The area around today's Leonrodplatz was completely undeveloped until the middle of the 19th century. Later, the barracks quarter of Munich developed around Leonrodplatz. As of 1877, South of Leonrodplatz was the Maximilian-II-Kaserne as the largest barracks ever built in Munich, which was destroyed in the Second World War. In 1890 the Eisenbahnkaserne were built north of today's Leonrodplatz, on whose territory the new Criminal Justice Center is now being built. During the construction of the justice centre, a 1,200 square meter underground structure was discovered, which stretched over a length of 80 meters and a width of 15 meters at a depth of up to five meters and was filled with scrap iron after 1945 when the Americans took up quarters. East of Leonrodplatz, since the end of the 19th century, was the artillery workshops, further east the airship barracks (Luitpoldkaserne) were built in 1896 south of today's Schwere-Reiter-Straße and in 1935 the barracks kasern Oberwiesenfeld were added. In 1926, the barrel and Jutierhalle (Jute processing) were built at this corner, the area at the corner of Schwere-Reiter-Straße, Leonrodplatz and Dachauer Straße was used by the Stadtwerke München (public utilities), among others. As the successor of the police driving school, the volunteer fire brigade used a considerable part of the premises from 1995 to May 2016. From 2000 to 2003, the Munich Kammerspiele played in the Jutierhalle on Leonrodplatz.

In 1883, the first Munich steam tram ran from today's Stiglmaierplatz to Nymphenburg, which at the time was located on the outskirts of the city.

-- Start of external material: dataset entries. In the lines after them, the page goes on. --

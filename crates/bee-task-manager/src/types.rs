//! Wire types shared between the WFM, the TM and its backend adapters.

use bee_common::{TaskId, WorkflowId};
use serde::{Deserialize, Serialize};
use std::path::PathBuf;

/// Node/rank shape for an MPI launch, carried through to the job script's
/// directives.
#[derive(Debug, Clone, Copy, Serialize, Deserialize)]
pub struct MpiRequirement {
    pub nodes: u32,
    pub tasks_per_node: u32,
}

/// A task as handed to the TM by the WFM: already scheduled (has a start
/// time is not the TM's concern, only the rendered command matters), with
/// everything the adapter needs to build a job script.
#[derive(Debug, Clone, Serialize, Deserialize)]
pub struct ScheduledTask {
    pub task_id: TaskId,
    pub wf_id: WorkflowId,
    pub name: String,
    pub workdir: PathBuf,
    #[serde(default)]
    pub mpi: Option<MpiRequirement>,
    /// Command tokens produced by the (external) container-runtime
    /// interface's `run_text(task)`.
    pub command: Vec<String>,
}

/// The canonical job state set every backend adapter maps into. Distinct
/// from the graph store's `TaskState` -- this is what the TM tracks for an
/// in-flight backend job, not the workflow-level task lifecycle.
#[derive(Debug, Clone, Copy, PartialEq, Eq, Serialize, Deserialize)]
#[serde(rename_all = "SCREAMING_SNAKE_CASE")]
pub enum JobState {
    Pending,
    Running,
    Paused,
    Completed,
    Failed,
    Cancelled,
    Zombie,
    SubmitFail,
}

impl JobState {
    pub fn is_terminal(&self) -> bool {
        matches!(
            self,
            JobState::Completed | JobState::Failed | JobState::Cancelled | JobState::Zombie | JobState::SubmitFail
        )
    }
}

impl std::fmt::Display for JobState {
    fn fmt(&self, f: &mut std::fmt::Formatter<'_>) -> std::fmt::Result {
        let s = serde_json::to_value(self).unwrap_or_default();
        write!(f, "{}", s.as_str().unwrap_or("UNKNOWN"))
    }
}

/// A job being monitored in `job_queue`.
#[derive(Debug, Clone)]
pub struct JobRecord {
    pub task_id: TaskId,
    pub wf_id: WorkflowId,
    pub name: String,
    pub job_id: String,
    pub state: JobState,
}

/// The payload the TM PUTs to the WFM on every state change.
#[derive(Debug, Clone, Serialize)]
pub struct TaskUpdate {
    pub task_id: TaskId,
    pub job_state: JobState,
    #[serde(skip_serializing_if = "Option::is_none")]
    pub metadata: Option<serde_json::Value>,
    #[serde(skip_serializing_if = "Option::is_none")]
    pub output: Option<serde_json::Value>,
    #[serde(skip_serializing_if = "Option::is_none")]
    pub task_info: Option<serde_json::Value>,
}
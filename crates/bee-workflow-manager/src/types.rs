//! Wire types for the WFM's two HTTP surfaces: the client-facing submission
//! API and the TM callback.

use bee_common::{TaskId, WorkflowId};
use bee_graph_store::{Task, TaskState, Workflow};
use serde::{Deserialize, Serialize};

/// What a `workflow_archive` tarball is expected to contain in place of a
/// real CWL parse: CWL parsing is an external collaborator per spec scope,
/// so the archive carries the already-parsed `Workflow` value object and
/// its `Task`s as `workflow.json`, exactly the shape that collaborator
/// would hand to `GraphStore::initialize_workflow`/`load_task`.
#[derive(Debug, Clone, Serialize, Deserialize)]
pub struct ParsedWorkflow {
    pub workflow: Workflow,
    pub tasks: Vec<Task>,
}

#[derive(Debug, Serialize)]
pub struct SubmitResponse {
    pub wf_id: WorkflowId,
    pub status: &'static str,
}

#[derive(Debug, Serialize)]
pub struct ErrorResponse {
    pub msg: String,
    pub status: &'static str,
}

#[derive(Debug, Serialize)]
pub struct TaskStateView {
    pub task_id: TaskId,
    pub name: String,
    pub state: TaskState,
}

#[derive(Debug, Serialize)]
pub struct WorkflowStatusResponse {
    pub wf_id: WorkflowId,
    pub name: String,
    pub status: String,
    pub tasks: Vec<TaskStateView>,
}

#[derive(Debug, Serialize)]
pub struct WorkflowSummary {
    pub name: String,
    pub id: WorkflowId,
    pub status: String,
}

#[derive(Debug, Deserialize)]
pub struct PauseResumeRequest {
    pub option: PauseResumeOption,
}

#[derive(Debug, Deserialize, PartialEq, Eq)]
#[serde(rename_all = "lowercase")]
pub enum PauseResumeOption {
    Pause,
    Resume,
}

/// Body of the TM's `PUT /workflows/{wf_id}/update/` callback.
#[derive(Debug, Deserialize)]
pub struct TaskUpdateBody {
    pub task_id: TaskId,
    pub job_state: JobStateWire,
    #[serde(default)]
    pub metadata: Option<serde_json::Value>,
    #[serde(default)]
    pub output: Option<serde_json::Value>,
    #[serde(default)]
    pub task_info: Option<serde_json::Value>,
}

/// Mirrors `bee_task_manager::JobState` without a crate dependency on the
/// TM: the WFM only needs to know the canonical job-state vocabulary, not
/// the TM's internal queue types.
#[derive(Debug, Clone, Copy, PartialEq, Eq, Deserialize)]
#[serde(rename_all = "SCREAMING_SNAKE_CASE")]
pub enum JobStateWire {
    Pending,
    Running,
    Paused,
    Completed,
    Failed,
    Cancelled,
    Zombie,
    SubmitFail,
}

impl JobStateWire {
    /// Maps the TM's job-state vocabulary onto the graph store's task
    /// lifecycle. `TaskState` has no `PENDING` member, so both `PENDING`
    /// and `RUNNING` become `RUNNING` -- from the WFM's point of view the
    /// task is in flight either way. `ZOMBIE` is reported as `FAILED`
    /// already by the TM but is mapped
    /// defensively here too.
    pub fn to_task_state(self) -> TaskState {
        match self {
            JobStateWire::Pending | JobStateWire::Running => TaskState::Running,
            JobStateWire::Paused => TaskState::Paused,
            JobStateWire::Completed => TaskState::Completed,
            JobStateWire::Failed | JobStateWire::Zombie | JobStateWire::SubmitFail => TaskState::Failed,
            JobStateWire::Cancelled => TaskState::Cancelled,
        }
    }
}
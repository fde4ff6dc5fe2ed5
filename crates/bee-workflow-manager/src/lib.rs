//! Workflow Manager: the facade coordinating the Graph Store, the
//! Scheduler and the Task Manager; owns the per-workflow state machine,
//! event dispatch and archiving.

pub mod archive;
pub mod dispatch;
pub mod error;
pub mod http;
pub mod tm_client;
pub mod types;
pub mod wfm;

pub use error::WfmError;
pub use tm_client::TmClient;
pub use wfm::Wfm;
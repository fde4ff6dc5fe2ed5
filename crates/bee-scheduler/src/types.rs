//! Resource inventory, requirements and allocation types.

use bee_common::TaskId;
use serde::{Deserialize, Serialize};

/// A capacity vector: nodes, cores-per-node, memory-per-node, optional
/// accelerators. Used both for a resource's total capacity and for a task's
/// requested capacity.
#[derive(Debug, Clone, Copy, PartialEq, Serialize, Deserialize)]
pub struct Capacity {
    pub nodes: u32,
    pub cores_per_node: u32,
    pub mem_per_node_mb: u64,
    pub accelerators: u32,
}

impl Capacity {
    pub fn fits_within(&self, total: &Capacity) -> bool {
        self.nodes <= total.nodes
            && self.cores_per_node <= total.cores_per_node
            && self.mem_per_node_mb <= total.mem_per_node_mb
            && self.accelerators <= total.accelerators
    }

    pub fn saturating_sub(&self, other: &Capacity) -> Capacity {
        Capacity {
            nodes: self.nodes.saturating_sub(other.nodes),
            cores_per_node: self.cores_per_node.saturating_sub(other.cores_per_node),
            mem_per_node_mb: self.mem_per_node_mb.saturating_sub(other.mem_per_node_mb),
            accelerators: self.accelerators.saturating_sub(other.accelerators),
        }
    }
}

#[derive(Debug, Clone, Serialize, Deserialize)]
pub struct Resource {
    pub id: String,
    pub capacity: Capacity,
}

/// Required task fields per the scheduler contract: `max_runtime`, `nodes`,
/// `mem_per_node` are mandatory; the rest are algorithm-specific.
#[derive(Debug, Clone, Copy, Serialize, Deserialize)]
pub struct TaskRequirements {
    pub max_runtime: i64,
    pub capacity: Capacity,
}

#[derive(Debug, Clone, Serialize, Deserialize)]
pub struct Allocation {
    pub task_id: TaskId,
    pub resource_id: String,
    pub start_time: i64,
    pub max_runtime: i64,
    pub requested_capacity: Capacity,
}

impl Allocation {
    /// For a queried interval `[s, s+d)`, an allocation `[s', s'+d')`
    /// overlaps iff `s < s'+d' ∧ s' < s+d`.
    pub fn overlaps(&self, start: i64, duration: i64) -> bool {
        start < self.start_time + self.max_runtime && self.start_time < start + duration
    }
}

/// A task as seen by the scheduler: an identity, its requirements, and the
/// allocation(s) assigned to it. Empty `allocations` means unscheduleable
/// (or not yet scheduled).
#[derive(Debug, Clone, Serialize, Deserialize)]
pub struct SchedTask {
    pub id: TaskId,
    pub requirements: TaskRequirements,
    #[serde(default)]
    pub allocations: Vec<Allocation>,
}

impl SchedTask {
    pub fn new(id: TaskId, requirements: TaskRequirements) -> Self {
        Self {
            id,
            requirements,
            allocations: Vec::new(),
        }
    }
}

#[derive(Debug, Clone, Copy, Default)]
pub struct ScheduleOpts {
    pub now: i64,
}
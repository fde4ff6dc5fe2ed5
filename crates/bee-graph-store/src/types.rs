//! Data model: `Workflow`, `Task`, ports, requirements/hints and state enums.

use bee_common::{TaskId, WorkflowId};
use serde::{Deserialize, Serialize};
use std::collections::HashMap;

#[derive(Debug, Clone, PartialEq, Eq, Serialize, Deserialize)]
pub enum TaskState {
    Waiting,
    Ready,
    Running,
    Paused,
    Completed,
    Failed,
    Cancelled,
    Restarted,
}

impl TaskState {
    pub fn is_terminal(&self) -> bool {
        matches!(self, TaskState::Completed | TaskState::Failed | TaskState::Cancelled)
    }

    pub fn is_active(&self) -> bool {
        matches!(self, TaskState::Ready | TaskState::Running | TaskState::Paused)
    }
}

#[derive(Debug, Clone, PartialEq, Eq, Serialize, Deserialize)]
pub enum WorkflowState {
    Pending,
    Running,
    Paused,
    Failed,
    Archived,
}

/// A class tag, key and value. Hints are advisory; requirements must be
/// honoured or the task they're attached to is rejected.
#[derive(Debug, Clone, Serialize, Deserialize)]
pub struct Requirement {
    pub class: String,
    pub key: String,
    pub value: serde_json::Value,
}

pub type Hint = Requirement;

/// A `StepInput` or `StepOutput`. `value` is `null` until bound.
#[derive(Debug, Clone, Serialize, Deserialize)]
pub struct Port {
    pub id: String,
    pub declared_type: String,
    pub source: Option<String>,
    pub default: Option<serde_json::Value>,
    pub value: Option<serde_json::Value>,
    pub glob: Option<String>,
    pub prefix: Option<String>,
    pub position: Option<u32>,
}

impl Port {
    pub fn new(id: impl Into<String>, declared_type: impl Into<String>) -> Self {
        Self {
            id: id.into(),
            declared_type: declared_type.into(),
            source: None,
            default: None,
            value: None,
            glob: None,
            prefix: None,
            position: None,
        }
    }

    pub fn with_source(mut self, source: impl Into<String>) -> Self {
        self.source = Some(source.into());
        self
    }

    pub fn with_default(mut self, default: serde_json::Value) -> Self {
        self.default = Some(default);
        self
    }

    pub fn with_glob(mut self, glob: impl Into<String>) -> Self {
        self.glob = Some(glob.into());
        self
    }

    /// True once this port has either a bound value or can fall back to a default.
    pub fn is_satisfied(&self) -> bool {
        self.value.is_some() || self.default.is_some()
    }
}

#[derive(Debug, Clone, Serialize, Deserialize)]
pub struct Task {
    pub id: TaskId,
    pub workflow_id: WorkflowId,
    pub name: String,
    pub base_command: String,
    pub inputs: Vec<Port>,
    pub outputs: Vec<Port>,
    pub requirements: Vec<Requirement>,
    pub hints: Vec<Hint>,
    pub stdout: Option<String>,
    #[serde(default)]
    pub state: TaskState,
    #[serde(default)]
    pub restart_count: u32,
    #[serde(default)]
    pub parent: Option<TaskId>,
    #[serde(default)]
    pub metadata: HashMap<String, serde_json::Value>,
}

impl Default for TaskState {
    fn default() -> Self {
        TaskState::Waiting
    }
}

impl Task {
    pub fn new(workflow_id: WorkflowId, name: impl Into<String>, base_command: impl Into<String>) -> Self {
        Self {
            id: TaskId::new(),
            workflow_id,
            name: name.into(),
            base_command: base_command.into(),
            inputs: Vec::new(),
            outputs: Vec::new(),
            requirements: Vec::new(),
            hints: Vec::new(),
            stdout: None,
            state: TaskState::Waiting,
            restart_count: 0,
            parent: None,
            metadata: HashMap::new(),
        }
    }

    /// `CheckpointRequirement` hint governs whether a failed task is eligible
    /// for restart; retries are bounded by the caller's configured maximum.
    pub fn has_checkpoint_requirement(&self) -> bool {
        self.hints.iter().any(|h| h.class == "CheckpointRequirement")
    }

    pub fn requirement(&self, class: &str, key: &str) -> Option<&serde_json::Value> {
        self.requirements
            .iter()
            .find(|r| r.class == class && r.key == key)
            .map(|r| &r.value)
    }
}

#[derive(Debug, Clone, Serialize, Deserialize)]
pub struct Workflow {
    pub id: WorkflowId,
    pub name: String,
    pub inputs: Vec<Port>,
    pub outputs: Vec<Port>,
    pub requirements: Vec<Requirement>,
    pub hints: Vec<Hint>,
    pub state: WorkflowState,
}

impl Workflow {
    pub fn new(name: impl Into<String>) -> Self {
        Self {
            id: WorkflowId::new(),
            name: name.into(),
            inputs: Vec::new(),
            outputs: Vec::new(),
            requirements: Vec::new(),
            hints: Vec::new(),
            state: WorkflowState::Pending,
        }
    }
}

However, since the trains frightened the horses on Nymphenburger Straße due to the noise, the line was moved to less busy parallel streets. On 25 July 1909, the new tram connection from Stiglmaierplatz to Leonrodplatz was used for the first time. In 1928 the tram lines from Hohenzollernplatz to Rotkreuzplatz followed, and in 1930 the line from Stiglmaierplatz to Moosach station was extended.

For the 1972 Summer Olympics, a car bridge had been built over Leonrodplatz along Dachauer Straße, which was demolished again in the early 1990s.